BEGIN Dataset entries
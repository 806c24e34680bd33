//! Interactive login over the OAuth2 user-agent flow.
//!
//! The flow opens the provider's authorize page in some user-visible surface
//! (system browser, embedded web view) and waits for the provider to redirect
//! to the app's callback URL with the credential fields in the fragment. The
//! surface itself is a seam: production embeds a browser, tests script the
//! callback.

use async_trait::async_trait;
use base64::engine::general_purpose::URL_SAFE_NO_PAD;
use base64::Engine;
use rand::RngCore;
use tracing::debug;
use url::Url;

use crate::config::ConnectedAppConfig;
use crate::credential::Credential;
use crate::error::AuthError;

/// User-visible surface that can drive an authorize URL to its callback.
///
/// Implementations open `authorize_url`, let the user authenticate, and
/// resolve with the full callback URL once the provider redirects to the
/// app's `callback_scheme`. Cancellation and surface failures map to
/// [`AuthError::SessionStartFailure`].
#[async_trait]
pub trait LoginSurface: Send + Sync {
    /// Run one interactive session and return the callback URL it ended on.
    async fn authenticate(
        &self,
        authorize_url: Url,
        callback_scheme: &str,
    ) -> Result<Url, AuthError>;
}

/// One-shot runner for the user-agent flow.
#[derive(Debug, Clone)]
pub struct UserAgentFlow {
    config: ConnectedAppConfig,
}

impl UserAgentFlow {
    /// Build a flow for the given connected app.
    #[must_use]
    pub fn new(config: ConnectedAppConfig) -> Self {
        Self { config }
    }

    /// Drive one login session on `surface` and parse its callback.
    ///
    /// A fresh `state` value is attached to the authorize URL. When the
    /// provider echoes `state` in the callback fragment it must match;
    /// an absent echo is tolerated.
    pub async fn run<L>(
        &self,
        surface: &L,
        login_hint: Option<&str>,
    ) -> Result<Credential, AuthError>
    where
        L: LoginSurface + ?Sized,
    {
        let state = generate_state();
        let authorize_url = self.config.authorize_url(Some(&state), login_hint)?;

        debug!(origin = %self.config.auth_origin, "starting interactive login");
        let callback = surface
            .authenticate(authorize_url, self.config.callback_scheme())
            .await?;

        if let Some(echoed) = fragment_param(&callback, "state") {
            if echoed != state {
                return Err(AuthError::BadCallbackUrl(
                    "state echoed by the provider does not match".to_string(),
                ));
            }
        }

        Credential::from_callback_url(&callback)
    }
}

/// Random URL-safe state for authorize-request forgery detection.
fn generate_state() -> String {
    let mut bytes = [0u8; 32];
    rand::thread_rng().fill_bytes(&mut bytes);
    URL_SAFE_NO_PAD.encode(bytes)
}

fn fragment_param(url: &Url, name: &str) -> Option<String> {
    let fragment = url.fragment()?;
    url::form_urlencoded::parse(fragment.as_bytes())
        .find(|(key, _)| key == name)
        .map(|(_, value)| value.into_owned())
}

#[cfg(test)]
mod tests {
    //! Unit tests for login.
    use super::*;
    use crate::testing::ScriptedLoginSurface;

    fn flow() -> UserAgentFlow {
        UserAgentFlow::new(ConnectedAppConfig::new(
            "consumer-key",
            Url::parse("forcekit://auth/callback").expect("valid URL"),
        ))
    }

    fn callback_url(fragment: &str) -> Url {
        let mut url = Url::parse("forcekit://auth/callback").expect("valid URL");
        url.set_fragment(Some(fragment));
        url
    }

    /// Validates `generate_state` behavior for the uniqueness scenario.
    ///
    /// Assertions:
    /// - Ensures two generated values differ.
    /// - Confirms the value is URL-safe base64 of 32 bytes (43 chars).
    #[test]
    fn test_generate_state_is_unique_and_url_safe() {
        let first = generate_state();
        let second = generate_state();

        assert_ne!(first, second);
        assert_eq!(first.len(), 43);
        assert!(first
            .chars()
            .all(|c| c.is_ascii_alphanumeric() || c == '-' || c == '_'));
    }

    /// Validates `UserAgentFlow::run` behavior for the successful login
    /// scenario.
    ///
    /// Assertions:
    /// - Confirms the callback fragment becomes a credential.
    /// - Confirms the surface ran exactly one session.
    /// - Confirms the surface received the authorize URL with the state
    ///   parameter attached.
    #[tokio::test]
    async fn test_run_parses_scripted_callback() {
        let surface = ScriptedLoginSurface::new();
        surface.push_callback(callback_url(
            "access_token=tok\
             &instance_url=https%3A%2F%2Fna1.example.com\
             &id=https%3A%2F%2Flogin.example.com%2Fid%2F00Dx0000000BV7z%2F005x00000012Q9P",
        ));

        let credential = flow().run(&surface, None).await.expect("login succeeds");

        assert_eq!(credential.access_token, "tok");
        assert_eq!(surface.sessions(), 1);
        let seen = surface.last_authorize_url().expect("authorize URL recorded");
        assert!(seen.query().unwrap_or_default().contains("state="));
    }

    /// Validates `UserAgentFlow::run` behavior for the state echo scenario.
    ///
    /// Assertions:
    /// - Confirms a matching echoed state is accepted.
    #[tokio::test]
    async fn test_run_accepts_matching_state_echo() {
        let surface = ScriptedLoginSurface::new().echoing_state();
        surface.push_callback(callback_url(
            "access_token=tok\
             &instance_url=https%3A%2F%2Fna1.example.com\
             &id=https%3A%2F%2Flogin.example.com%2Fid%2F00Dx0000000BV7z%2F005x00000012Q9P",
        ));

        let credential = flow().run(&surface, None).await.expect("login succeeds");
        assert_eq!(credential.access_token, "tok");
    }

    /// Validates `UserAgentFlow::run` behavior for the forged state scenario.
    ///
    /// Assertions:
    /// - Confirms a mismatched state echo is rejected as a bad callback.
    #[tokio::test]
    async fn test_run_rejects_state_mismatch() {
        let surface = ScriptedLoginSurface::new();
        surface.push_callback(callback_url(
            "access_token=tok\
             &instance_url=https%3A%2F%2Fna1.example.com\
             &id=https%3A%2F%2Flogin.example.com%2Fid%2F00Dx0000000BV7z%2F005x00000012Q9P\
             &state=not-what-was-sent",
        ));

        let result = flow().run(&surface, None).await;
        assert!(matches!(result, Err(AuthError::BadCallbackUrl(_))));
    }

    /// Validates `UserAgentFlow::run` behavior for the cancelled session
    /// scenario.
    ///
    /// Assertions:
    /// - Confirms a surface failure propagates unchanged.
    #[tokio::test]
    async fn test_run_propagates_surface_failure() {
        let surface = ScriptedLoginSurface::new();
        surface.push_failure(AuthError::SessionStartFailure("user cancelled".to_string()));

        let result = flow().run(&surface, None).await;
        assert!(matches!(result, Err(AuthError::SessionStartFailure(_))));
    }

    /// Validates `UserAgentFlow::run` behavior for the login hint scenario.
    ///
    /// Assertions:
    /// - Confirms the hint reaches the authorize URL the surface sees.
    #[tokio::test]
    async fn test_run_forwards_login_hint() {
        let surface = ScriptedLoginSurface::new();
        surface.push_callback(callback_url(
            "access_token=tok\
             &instance_url=https%3A%2F%2Fna1.example.com\
             &id=https%3A%2F%2Flogin.example.com%2Fid%2F00Dx0000000BV7z%2F005x00000012Q9P",
        ));

        flow()
            .run(&surface, Some("user@example.com"))
            .await
            .expect("login succeeds");

        let seen = surface.last_authorize_url().expect("authorize URL recorded");
        assert!(seen
            .query()
            .unwrap_or_default()
            .contains("login_hint=user%40example.com"));
    }
}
END Dataset entries
### Problem statement
All of the entries above should be written out again exactly.

### Task answer
repository 806c24e34680bd33
//! Interactive login over the OAuth2 user-agent flow.
//!
//! The flow opens the provider's authorize page in some user-visible surface
//! (system browser, embedded web view) and waits for the provider to redirect
//! to the app's callback URL with the credential fields in the fragment. The
//! surface itself is a seam: production embeds a browser, tests script the
//! callback.

use async_trait::async_trait;
use base64::engine::general_purpose::URL_SAFE_NO_PAD;
use base64::Engine;
use rand::RngCore;
use tracing::debug;
use url::Url;

use crate::config::ConnectedAppConfig;
use crate::credential::Credential;
use crate::error::AuthError;

/// User-visible surface that can drive an authorize URL to its callback.
///
/// Implementations open `authorize_url`, let the user authenticate, and
/// resolve with the full callback URL once the provider redirects to the
/// app's `callback_scheme`. Cancellation and surface failures map to
/// [`AuthError::SessionStartFailure`].
#[async_trait]
pub trait LoginSurface: Send + Sync {
    /// Run one interactive session and return the callback URL it ended on.
    async fn authenticate(
        &self,
        authorize_url: Url,
        callback_scheme: &str,
    ) -> Result<Url, AuthError>;
}

/// One-shot runner for the user-agent flow.
#[derive(Debug, Clone)]
pub struct UserAgentFlow {
    config: ConnectedAppConfig,
}

impl UserAgentFlow {
    /// Build a flow for the given connected app.
    #[must_use]
    pub fn new(config: ConnectedAppConfig) -> Self {
        Self { config }
    }

    /// Drive one login session on `surface` and parse its callback.
    ///
    /// A fresh `state` value is attached to the authorize URL. When the
    /// provider echoes `state` in the callback fragment it must match;
    /// an absent echo is tolerated.
    pub async fn run<L>(
        &self,
        surface: &L,
        login_hint: Option<&str>,
    ) -> Result<Credential, AuthError>
    where
        L: LoginSurface + ?Sized,
    {
        let state = generate_state();
        let authorize_url = self.config.authorize_url(Some(&state), login_hint)?;

        debug!(origin = %self.config.auth_origin, "starting interactive login");
        let callback = surface
            .authenticate(authorize_url, self.config.callback_scheme())
            .await?;

        if let Some(echoed) = fragment_param(&callback, "state") {
            if echoed != state {
                return Err(AuthError::BadCallbackUrl(
                    "state echoed by the provider does not match".to_string(),
                ));
            }
        }

        Credential::from_callback_url(&callback)
    }
}

/// Random URL-safe state for authorize-request forgery detection.
fn generate_state() -> String {
    let mut bytes = [0u8; 32];
    rand::thread_rng().fill_bytes(&mut bytes);
    URL_SAFE_NO_PAD.encode(bytes)
}

fn fragment_param(url: &Url, name: &str) -> Option<String> {
    let fragment = url.fragment()?;
    url::form_urlencoded::parse(fragment.as_bytes())
        .find(|(key, _)| key == name)
        .map(|(_, value)| value.into_owned())
}

#[cfg(test)]
mod tests {
    //! Unit tests for login.
    use super::*;
    use crate::testing::ScriptedLoginSurface;

    fn flow() -> UserAgentFlow {
        UserAgentFlow::new(ConnectedAppConfig::new(
            "consumer-key",
            Url::parse("forcekit://auth/callback").expect("valid URL"),
        ))
    }

    fn callback_url(fragment: &str) -> Url {
        let mut url = Url::parse("forcekit://auth/callback").expect("valid URL");
        url.set_fragment(Some(fragment));
        url
    }

    /// Validates `generate_state` behavior for the uniqueness scenario.
    ///
    /// Assertions:
    /// - Ensures two generated values differ.
    /// - Confirms the value is URL-safe base64 of 32 bytes (43 chars).
    #[test]
    fn test_generate_state_is_unique_and_url_safe() {
        let first = generate_state();
        let second = generate_state();

        assert_ne!(first, second);
        assert_eq!(first.len(), 43);
        assert!(first
            .chars()
            .all(|c| c.is_ascii_alphanumeric() || c == '-' || c == '_'));
    }

    /// Validates `UserAgentFlow::run` behavior for the successful login
    /// scenario.
    ///
    /// Assertions:
    /// - Confirms the callback fragment becomes a credential.
    /// - Confirms the surface ran exactly one session.
    /// - Confirms the surface received the authorize URL with the state
    ///   parameter attached.
    #[tokio::test]
    async fn test_run_parses_scripted_callback() {
        let surface = ScriptedLoginSurface::new();
        surface.push_callback(callback_url(
            "access_token=tok\
             &instance_url=https%3A%2F%2Fna1.example.com\
             &id=https%3A%2F%2Flogin.example.com%2Fid%2F00Dx0000000BV7z%2F005x00000012Q9P",
        ));

        let credential = flow().run(&surface, None).await.expect("login succeeds");

        assert_eq!(credential.access_token, "tok");
        assert_eq!(surface.sessions(), 1);
        let seen = surface.last_authorize_url().expect("authorize URL recorded");
        assert!(seen.query().unwrap_or_default().contains("state="));
    }

    /// Validates `UserAgentFlow::run` behavior for the state echo scenario.
    ///
    /// Assertions:
    /// - Confirms a matching echoed state is accepted.
    #[tokio::test]
    async fn test_run_accepts_matching_state_echo() {
        let surface = ScriptedLoginSurface::new().echoing_state();
        surface.push_callback(callback_url(
            "access_token=tok\
             &instance_url=https%3A%2F%2Fna1.example.com\
             &id=https%3A%2F%2Flogin.example.com%2Fid%2F00Dx0000000BV7z%2F005x00000012Q9P",
        ));

        let credential = flow().run(&surface, None).await.expect("login succeeds");
        assert_eq!(credential.access_token, "tok");
    }

    /// Validates `UserAgentFlow::run` behavior for the forged state scenario.
    ///
    /// Assertions:
    /// - Confirms a mismatched state echo is rejected as a bad callback.
    #[tokio::test]
    async fn test_run_rejects_state_mismatch() {
        let surface = ScriptedLoginSurface::new();
        surface.push_callback(callback_url(
            "access_token=tok\
             &instance_url=https%3A%2F%2Fna1.example.com\
             &id=https%3A%2F%2Flogin.example.com%2Fid%2F00Dx0000000BV7z%2F005x00000012Q9P\
             &state=not-what-was-sent",
        ));

        let result = flow().run(&surface, None).await;
        assert!(matches!(result, Err(AuthError::BadCallbackUrl(_))));
    }

    /// Validates `UserAgentFlow::run` behavior for the cancelled session
    /// scenario.
    ///
    /// Assertions:
    /// - Confirms a surface failure propagates unchanged.
    #[tokio::test]
    async fn test_run_propagates_surface_failure() {
        let surface = ScriptedLoginSurface::new();
        surface.push_failure(AuthError::SessionStartFailure("user cancelled".to_string()));

        let result = flow().run(&surface, None).await;
        assert!(matches!(result, Err(AuthError::SessionStartFailure(_))));
    }

    /// Validates `UserAgentFlow::run` behavior for the login hint scenario.
    ///
    /// Assertions:
    /// - Confirms the hint reaches the authorize URL the surface sees.
    #[tokio::test]
    async fn test_run_forwards_login_hint() {
        let surface = ScriptedLoginSurface::new();
        surface.push_callback(callback_url(
            "access_token=tok\
             &instance_url=https%3A%2F%2Fna1.example.com\
             &id=https%3A%2F%2Flogin.example.com%2Fid%2F00Dx0000000BV7z%2F005x00000012Q9P",
        ));

        flow()
            .run(&surface, Some("user@example.com"))
            .await
            .expect("login succeeds");

        let seen = surface.last_authorize_url().expect("authorize URL recorded");
        assert!(seen
            .query()
            .unwrap_or_default()
            .contains("login_hint=user%40example.com"));
    }
}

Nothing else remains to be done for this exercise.